(Stored dataset items)
============
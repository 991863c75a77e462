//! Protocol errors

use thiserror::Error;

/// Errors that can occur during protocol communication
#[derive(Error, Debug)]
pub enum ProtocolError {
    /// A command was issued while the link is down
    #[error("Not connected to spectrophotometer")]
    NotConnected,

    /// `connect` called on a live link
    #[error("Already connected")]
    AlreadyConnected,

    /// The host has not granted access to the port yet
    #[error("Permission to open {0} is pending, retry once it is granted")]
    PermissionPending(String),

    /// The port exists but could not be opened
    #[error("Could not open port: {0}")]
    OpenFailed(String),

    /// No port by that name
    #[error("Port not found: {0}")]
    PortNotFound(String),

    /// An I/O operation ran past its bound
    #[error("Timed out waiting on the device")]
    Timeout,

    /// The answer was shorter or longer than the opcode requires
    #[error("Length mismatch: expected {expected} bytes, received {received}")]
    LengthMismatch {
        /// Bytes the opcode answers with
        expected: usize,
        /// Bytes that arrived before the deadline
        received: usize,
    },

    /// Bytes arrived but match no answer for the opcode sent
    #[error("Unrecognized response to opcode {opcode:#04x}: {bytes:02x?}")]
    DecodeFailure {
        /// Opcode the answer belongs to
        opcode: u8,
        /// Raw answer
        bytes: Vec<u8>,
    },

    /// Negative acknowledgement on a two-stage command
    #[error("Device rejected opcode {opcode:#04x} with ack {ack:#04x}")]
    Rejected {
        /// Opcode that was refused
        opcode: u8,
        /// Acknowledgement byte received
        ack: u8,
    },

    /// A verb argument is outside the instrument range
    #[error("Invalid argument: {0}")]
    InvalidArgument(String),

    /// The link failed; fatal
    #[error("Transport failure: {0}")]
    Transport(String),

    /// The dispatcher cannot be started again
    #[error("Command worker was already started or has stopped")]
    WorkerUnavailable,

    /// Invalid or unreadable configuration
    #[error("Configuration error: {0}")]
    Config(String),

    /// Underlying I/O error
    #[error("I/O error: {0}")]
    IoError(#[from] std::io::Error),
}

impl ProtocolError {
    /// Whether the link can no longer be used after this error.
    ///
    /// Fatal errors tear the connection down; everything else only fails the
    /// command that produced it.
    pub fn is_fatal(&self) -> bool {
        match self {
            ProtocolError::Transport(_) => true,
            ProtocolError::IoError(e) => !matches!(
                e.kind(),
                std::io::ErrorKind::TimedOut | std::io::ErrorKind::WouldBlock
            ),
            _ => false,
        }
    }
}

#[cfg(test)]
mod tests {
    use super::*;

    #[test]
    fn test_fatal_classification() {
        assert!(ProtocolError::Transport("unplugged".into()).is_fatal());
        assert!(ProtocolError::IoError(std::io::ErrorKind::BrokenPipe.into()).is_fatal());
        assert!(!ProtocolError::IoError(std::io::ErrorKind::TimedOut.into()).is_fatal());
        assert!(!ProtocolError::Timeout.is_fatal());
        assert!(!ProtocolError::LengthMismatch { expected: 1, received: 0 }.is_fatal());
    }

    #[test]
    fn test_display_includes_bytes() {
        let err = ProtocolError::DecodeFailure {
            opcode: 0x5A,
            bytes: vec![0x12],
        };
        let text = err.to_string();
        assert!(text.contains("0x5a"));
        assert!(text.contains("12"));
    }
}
============
Please filter the entries above down to the lines holding "DecodeFailure" and copy them.

Response below:
    DecodeFailure {
        let err = ProtocolError::DecodeFailure {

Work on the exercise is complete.